Dengan pesantren dikelola secara profit oriented maka pendidikan pesantren bukan lagi diniatkan untuk mengembangkan akhlak santri serta mendidik karakter mereka yang memanusiakan manusia. Pesantren akan berakhir sebagai komoditas yang diperjual belikan. Hubungan yang terbangun antara Santri, Kyai dan Ustadz adalah hubungan transaksional sebagaimana prinsip ekonomi. Bayangan yang menakutkan jika hal demikian terjadi sebab kita akan menyaksikan prinsip zuhud, ngalap barokah, sami’na wa atho’na menjadi langka ditemukan di pesantren jika prinsip pengelolaan profit oriented tersebut diterapkan. Profit oriented yang menjadi ciri khas dari faham privatisasi, liberalisasi dan komersialisasi harus dijauhkan dengan sungguh-sungguh dalam pengelolaan pesantren agar tidak kehilangan ciri khasnya.

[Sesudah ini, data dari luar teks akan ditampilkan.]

use std::path::PathBuf;

use clap::Parser;
use clap::Subcommand;
use clap::ValueEnum;

#[derive(Parser)]
#[command(
	author,
	version,
	about = "Stamp package and git metadata into build output.",
	long_about = "interpolate replaces placeholders in finished build assets.\n\nUser rules come \
	              from `interpolate.toml`. Builtin rules replace `%packageJson.<field>%` with \
	              values from the nearest package.json and `%GIT_DESCRIBE%`, `%GIT_REV%` and \
	              `%GIT_VERSION%` with the repository state. Source maps are skipped by the \
	              builtin rules unless configured otherwise.\n\nQuick start:\n  interpolate init   \
	              Create a sample interpolate.toml\n  interpolate apply  Rewrite the output \
	              directory\n  interpolate define Show the builtin values"
)]
pub struct InterpolateCli {
	#[command(subcommand)]
	pub command: Option<Commands>,

	/// Path to the project root directory.
	#[arg(long, short, global = true)]
	pub path: Option<PathBuf>,

	/// Enable verbose output.
	#[arg(long, short, global = true, default_value_t = false)]
	pub verbose: bool,

	/// Disable colored output.
	#[arg(long, global = true, default_value_t = false)]
	pub no_color: bool,
}

#[derive(Subcommand)]
pub enum Commands {
	/// Initialize interpolate in a project by creating a sample config file.
	///
	/// Creates an `interpolate.toml` file in the project root. If a config
	/// file already exists, this command is a no-op and exits successfully.
	Init,
	/// Replace placeholders in every asset of the output directory.
	///
	/// Loads every file under the configured `output` directory as one
	/// compilation, applies user replacements followed by the builtin ones
	/// and writes the changed files back. Exits with status 1 when any asset
	/// could not be processed.
	Apply {
		/// Write the processed assets to this directory instead of
		/// rewriting the output directory in place.
		#[arg(long)]
		out: Option<PathBuf>,

		/// Preview changes without writing files. Prints which assets would
		/// be modified.
		#[arg(long, default_value_t = false)]
		dry_run: bool,

		/// Show a unified diff for each modified asset.
		#[arg(long, default_value_t = false)]
		diff: bool,
	},
	/// Print the builtin replacement values for this project.
	///
	/// Includes keys whose value is empty, such as `GIT_DESCRIBE` in a
	/// repository without tags.
	Define {
		/// Output format. Use `text` for human-readable output or `json` for
		/// programmatic consumption.
		#[arg(long, value_enum, default_value_t = OutputFormat::Text)]
		format: OutputFormat,
	},
	/// Print the resolved replacement rules in the order they apply.
	Rules {
		/// Output format. Use `text` for human-readable output or `json` for
		/// programmatic consumption.
		#[arg(long, value_enum, default_value_t = OutputFormat::Text)]
		format: OutputFormat,
	},
}

#[derive(Debug, Clone, Copy, ValueEnum)]
pub enum OutputFormat {
	/// Human-readable text output with colors and formatting.
	Text,
	/// JSON output for programmatic consumption.
	Json,
}
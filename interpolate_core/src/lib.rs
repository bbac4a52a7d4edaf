//! `interpolate_core` stamps values into build output. After a build has
//! produced its assets, every placeholder in every text asset is replaced in
//! one pass, using rules declared by the user plus a builtin set derived from
//! the project's `package.json` and its git state.
//!
//! ## Processing Pipeline
//!
//! ```text
//! Compilation (context directory + finalized assets)
//!   → Interpolator (fans out over assets)
//!   → DefaultReplacer (one ReplacementResolver per compilation)
//!   → ReplacementResolver (user rules, then builtin rules; resolved once)
//!   → ReplaceSource (range edits over the original text, materialized once)
//! ```
//!
//! ## Builtin Replacements
//!
//! | Placeholder             | Value                                          |
//! | ----------------------- | ---------------------------------------------- |
//! | `%packageJson.<path>%`  | Any field of the nearest `package.json`        |
//! | `%GIT_DESCRIBE%`        | `git describe --tags`                          |
//! | `%GIT_REV%`             | `git rev-parse --short HEAD`                   |
//! | `%GIT_VERSION%`         | The tag description, else the revision         |
//!
//! Builtin replacements skip `.map` assets unless `[builtin] exclude` says
//! otherwise. Missing manifests and failing git commands contribute nothing.
//!
//! ## Quick Start
//!
//! ```rust,no_run
//! use interpolate_core::Compilation;
//! use interpolate_core::DefaultReplacer;
//! use interpolate_core::Interpolator;
//! use interpolate_core::ReplacementSpec;
//! use interpolate_core::ReplacerOptions;
//!
//! # async fn run() -> interpolate_core::InterpolateResult<()> {
//! let options = ReplacerOptions::default()
//! 	.with_replacement(ReplacementSpec::new("%hello%", "world").exclude(".map"));
//! let interpolator = Interpolator::new(DefaultReplacer::new(options));
//!
//! let mut compilation = Compilation::new(".");
//! compilation.insert_asset("main.js", "console.log('%hello%', '%GIT_VERSION%')");
//!
//! let report = interpolator.apply(&mut compilation).await?;
//! assert!(report.is_ok());
//! # Ok(())
//! # }
//! ```

pub use builtins::*;
pub use compilation::*;
pub use config::*;
pub use error::*;
pub use interpolator::*;
pub use matcher::*;
pub use resolver::*;
pub use rule::*;
pub use source::*;

mod builtins;
mod compilation;
pub mod config;
#[allow(unused_assignments)]
mod error;
mod interpolator;
mod matcher;
mod resolver;
mod rule;
mod source;

#[cfg(test)]
mod __fixtures;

Pengaturan terakhir yang menjadi inti perdebatan di masyarakat dalam RUU Omnibus Law adalah perubahan Pasal 63 UU Sisdiknas yang menyatakan Penyelenggaraan satuan pendidikan formal dan nonformal yang diselenggarakan oleh masyarakat wajib memenuhi Perizinan Berusaha dari Pemerintah Pusat. Apakah pesantren terimbas dengan peraturan ini? Bukankah perizinan bagi pesantren diatur sendiri? Jawabannya adalah dengan komparasi antara RUU Omibus Law di atas dengan UU Pesantren. Dalam Pasal 6 UU Pesantren tentang pendirian pesantren diatur

(1)   Pesantren didirikan oleh perseorangan, yayasan, organisasi masyarakat Islam, danf atau masyarakat.

(2)   Pendirian Pesantren sebagaimana dimaksud pada ayat (1) wajib:

a.       berkomitmen mengamalkan nilai Islam rahmatan lil'alamin dan berdasarkan Pancasila, UndangUndang Dasar Negara Republik Indonesia Tahun 1945, Negara Kesatuan Republik Indonesia, serta Bhinneka Tunggal Ika;

b.      memenuhi unsur Pesantren sebagaimana dimaksud dalam Pasal 5 ayat (21;

c.       memberitahukan keberadaannya kepada kepala desa atau sebutan lain sesuai dengan domisili Pesantren; dan

d.      mendaftarkan keberadaan Pesantren kepada Menteri.

(3)   Dalam hal pendirian Pesantren sebagaimana dimaksud pada ayat (2) terpenuhi, Menteri memberikan izin terdaftar.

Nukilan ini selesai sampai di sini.